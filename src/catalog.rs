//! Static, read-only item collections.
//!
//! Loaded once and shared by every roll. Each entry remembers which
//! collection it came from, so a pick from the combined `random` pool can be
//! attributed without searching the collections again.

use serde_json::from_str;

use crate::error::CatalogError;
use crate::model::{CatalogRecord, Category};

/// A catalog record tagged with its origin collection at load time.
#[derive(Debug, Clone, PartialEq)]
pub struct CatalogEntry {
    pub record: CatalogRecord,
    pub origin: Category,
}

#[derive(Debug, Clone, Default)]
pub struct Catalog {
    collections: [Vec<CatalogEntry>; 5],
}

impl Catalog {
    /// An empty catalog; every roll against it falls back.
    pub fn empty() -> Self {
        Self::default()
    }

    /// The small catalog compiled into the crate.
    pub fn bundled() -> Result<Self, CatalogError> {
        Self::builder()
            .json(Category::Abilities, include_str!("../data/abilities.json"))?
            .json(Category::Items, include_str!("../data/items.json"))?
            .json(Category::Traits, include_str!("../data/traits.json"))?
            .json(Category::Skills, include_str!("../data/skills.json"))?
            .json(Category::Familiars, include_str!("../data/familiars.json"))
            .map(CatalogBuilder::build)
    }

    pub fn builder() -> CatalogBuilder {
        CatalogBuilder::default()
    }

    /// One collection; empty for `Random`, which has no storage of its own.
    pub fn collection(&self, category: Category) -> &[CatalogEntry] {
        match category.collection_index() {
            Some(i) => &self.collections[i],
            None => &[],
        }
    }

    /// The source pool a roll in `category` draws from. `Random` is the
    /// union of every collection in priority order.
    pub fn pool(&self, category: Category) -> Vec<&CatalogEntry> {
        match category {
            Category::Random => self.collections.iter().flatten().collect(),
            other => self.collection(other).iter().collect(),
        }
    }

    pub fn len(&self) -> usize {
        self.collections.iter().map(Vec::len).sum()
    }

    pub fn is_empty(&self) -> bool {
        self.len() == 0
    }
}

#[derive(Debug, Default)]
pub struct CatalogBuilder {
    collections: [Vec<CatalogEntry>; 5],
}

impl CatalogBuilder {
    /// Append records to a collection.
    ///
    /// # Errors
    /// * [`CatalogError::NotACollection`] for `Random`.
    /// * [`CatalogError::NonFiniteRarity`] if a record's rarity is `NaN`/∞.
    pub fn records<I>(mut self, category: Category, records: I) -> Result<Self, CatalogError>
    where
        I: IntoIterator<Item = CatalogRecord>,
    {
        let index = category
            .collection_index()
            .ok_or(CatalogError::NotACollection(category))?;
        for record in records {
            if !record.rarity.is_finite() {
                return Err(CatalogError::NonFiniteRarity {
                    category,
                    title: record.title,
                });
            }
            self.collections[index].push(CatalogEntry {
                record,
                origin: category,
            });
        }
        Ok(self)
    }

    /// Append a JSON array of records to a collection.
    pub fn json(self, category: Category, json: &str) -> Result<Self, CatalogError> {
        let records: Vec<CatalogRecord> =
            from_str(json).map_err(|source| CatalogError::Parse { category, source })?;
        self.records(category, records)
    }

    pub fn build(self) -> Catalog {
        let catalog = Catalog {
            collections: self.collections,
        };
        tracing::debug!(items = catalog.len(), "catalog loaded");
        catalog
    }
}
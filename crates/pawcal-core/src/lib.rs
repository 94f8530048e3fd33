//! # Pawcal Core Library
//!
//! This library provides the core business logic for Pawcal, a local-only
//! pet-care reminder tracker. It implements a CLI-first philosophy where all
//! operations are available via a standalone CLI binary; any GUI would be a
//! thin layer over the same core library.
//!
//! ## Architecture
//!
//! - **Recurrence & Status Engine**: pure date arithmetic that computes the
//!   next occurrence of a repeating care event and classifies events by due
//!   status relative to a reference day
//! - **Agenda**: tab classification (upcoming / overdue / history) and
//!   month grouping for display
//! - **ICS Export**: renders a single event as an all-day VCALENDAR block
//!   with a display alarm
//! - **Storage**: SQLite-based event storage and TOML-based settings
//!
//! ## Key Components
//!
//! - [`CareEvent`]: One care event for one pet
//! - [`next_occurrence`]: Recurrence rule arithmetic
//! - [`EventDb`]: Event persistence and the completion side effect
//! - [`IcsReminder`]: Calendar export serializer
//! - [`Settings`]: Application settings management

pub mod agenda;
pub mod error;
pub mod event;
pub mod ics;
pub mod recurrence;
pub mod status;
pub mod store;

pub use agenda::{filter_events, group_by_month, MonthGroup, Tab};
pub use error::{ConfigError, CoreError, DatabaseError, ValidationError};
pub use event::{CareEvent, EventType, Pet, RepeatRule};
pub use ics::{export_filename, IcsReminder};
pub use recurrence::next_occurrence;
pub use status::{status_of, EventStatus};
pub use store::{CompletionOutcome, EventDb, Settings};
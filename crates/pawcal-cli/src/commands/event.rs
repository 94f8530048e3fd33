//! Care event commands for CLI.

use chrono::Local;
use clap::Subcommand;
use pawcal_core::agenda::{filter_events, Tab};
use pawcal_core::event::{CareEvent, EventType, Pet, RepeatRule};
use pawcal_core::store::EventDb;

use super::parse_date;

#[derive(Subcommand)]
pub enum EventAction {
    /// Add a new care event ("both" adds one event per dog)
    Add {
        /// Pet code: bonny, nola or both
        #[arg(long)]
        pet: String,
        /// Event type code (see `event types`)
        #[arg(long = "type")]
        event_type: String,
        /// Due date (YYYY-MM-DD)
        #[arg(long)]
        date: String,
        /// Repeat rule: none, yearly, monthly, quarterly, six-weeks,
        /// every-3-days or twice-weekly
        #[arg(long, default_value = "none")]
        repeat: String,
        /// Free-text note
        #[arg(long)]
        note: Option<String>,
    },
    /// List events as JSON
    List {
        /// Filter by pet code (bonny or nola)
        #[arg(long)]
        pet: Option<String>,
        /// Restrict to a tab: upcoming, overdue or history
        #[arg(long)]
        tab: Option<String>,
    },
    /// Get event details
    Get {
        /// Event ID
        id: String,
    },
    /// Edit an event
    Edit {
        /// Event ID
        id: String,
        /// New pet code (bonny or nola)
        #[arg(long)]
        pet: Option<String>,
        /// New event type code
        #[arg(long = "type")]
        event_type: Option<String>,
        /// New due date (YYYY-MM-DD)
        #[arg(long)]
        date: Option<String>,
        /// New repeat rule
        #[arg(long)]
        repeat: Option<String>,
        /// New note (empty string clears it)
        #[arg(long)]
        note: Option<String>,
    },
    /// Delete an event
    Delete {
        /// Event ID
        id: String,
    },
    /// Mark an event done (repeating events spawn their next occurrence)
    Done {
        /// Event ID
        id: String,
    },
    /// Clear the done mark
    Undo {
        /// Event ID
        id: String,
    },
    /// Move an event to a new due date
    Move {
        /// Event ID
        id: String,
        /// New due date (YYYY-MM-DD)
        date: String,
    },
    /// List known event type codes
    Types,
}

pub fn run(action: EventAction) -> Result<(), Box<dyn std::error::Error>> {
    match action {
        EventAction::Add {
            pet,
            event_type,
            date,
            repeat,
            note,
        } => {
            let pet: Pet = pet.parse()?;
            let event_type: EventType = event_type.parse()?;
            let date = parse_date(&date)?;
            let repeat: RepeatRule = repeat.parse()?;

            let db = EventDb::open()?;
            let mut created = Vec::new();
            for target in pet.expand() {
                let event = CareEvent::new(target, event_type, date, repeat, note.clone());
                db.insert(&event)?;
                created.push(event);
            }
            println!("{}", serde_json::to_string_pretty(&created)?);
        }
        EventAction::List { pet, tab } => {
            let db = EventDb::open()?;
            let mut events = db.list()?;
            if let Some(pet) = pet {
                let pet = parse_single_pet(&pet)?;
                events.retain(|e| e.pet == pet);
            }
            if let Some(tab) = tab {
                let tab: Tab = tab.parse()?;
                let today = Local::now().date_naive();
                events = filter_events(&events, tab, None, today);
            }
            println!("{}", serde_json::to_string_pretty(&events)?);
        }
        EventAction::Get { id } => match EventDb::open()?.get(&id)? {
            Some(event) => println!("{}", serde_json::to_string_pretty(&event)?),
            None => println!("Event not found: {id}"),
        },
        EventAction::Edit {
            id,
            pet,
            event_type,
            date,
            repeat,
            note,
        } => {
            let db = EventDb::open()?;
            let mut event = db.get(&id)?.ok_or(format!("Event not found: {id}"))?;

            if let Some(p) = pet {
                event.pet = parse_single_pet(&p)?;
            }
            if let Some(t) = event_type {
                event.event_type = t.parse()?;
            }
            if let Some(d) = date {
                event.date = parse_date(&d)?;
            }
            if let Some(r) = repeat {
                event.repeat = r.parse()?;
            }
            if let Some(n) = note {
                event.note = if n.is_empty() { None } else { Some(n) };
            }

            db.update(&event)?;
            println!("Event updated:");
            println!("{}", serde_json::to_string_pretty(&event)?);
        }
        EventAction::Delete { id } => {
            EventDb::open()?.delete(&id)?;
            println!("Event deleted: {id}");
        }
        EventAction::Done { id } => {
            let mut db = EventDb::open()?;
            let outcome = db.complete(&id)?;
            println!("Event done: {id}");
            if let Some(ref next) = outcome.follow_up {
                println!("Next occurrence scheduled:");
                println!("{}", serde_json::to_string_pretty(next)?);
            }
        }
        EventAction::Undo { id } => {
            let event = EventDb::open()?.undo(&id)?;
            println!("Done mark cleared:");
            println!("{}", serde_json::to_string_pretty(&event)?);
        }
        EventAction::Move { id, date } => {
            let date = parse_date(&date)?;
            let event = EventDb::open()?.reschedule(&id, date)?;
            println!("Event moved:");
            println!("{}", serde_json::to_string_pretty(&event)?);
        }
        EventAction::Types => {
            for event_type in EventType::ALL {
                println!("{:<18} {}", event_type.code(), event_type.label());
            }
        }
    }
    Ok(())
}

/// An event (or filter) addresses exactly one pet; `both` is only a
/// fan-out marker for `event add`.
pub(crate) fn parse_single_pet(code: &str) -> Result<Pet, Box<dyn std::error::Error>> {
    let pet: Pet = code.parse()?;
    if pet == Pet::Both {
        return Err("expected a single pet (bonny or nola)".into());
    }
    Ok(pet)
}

+ + + + + + +

-- PROBLEM --
Check each line of the data above, and please copy the ones in which the string "Some" occurs.

-- RESPONSE AREA --
            Some(i) => &self.collections[i],
            if let Some(pet) = pet {
            if let Some(tab) = tab {
            Some(event) => println!("{}", serde_json::to_string_pretty(&event)?),
            if let Some(p) = pet {
            if let Some(t) = event_type {
            if let Some(d) = date {
            if let Some(r) = repeat {
            if let Some(n) = note {
                event.note = if n.is_empty() { None } else { Some(n) };
            if let Some(ref next) = outcome.follow_up {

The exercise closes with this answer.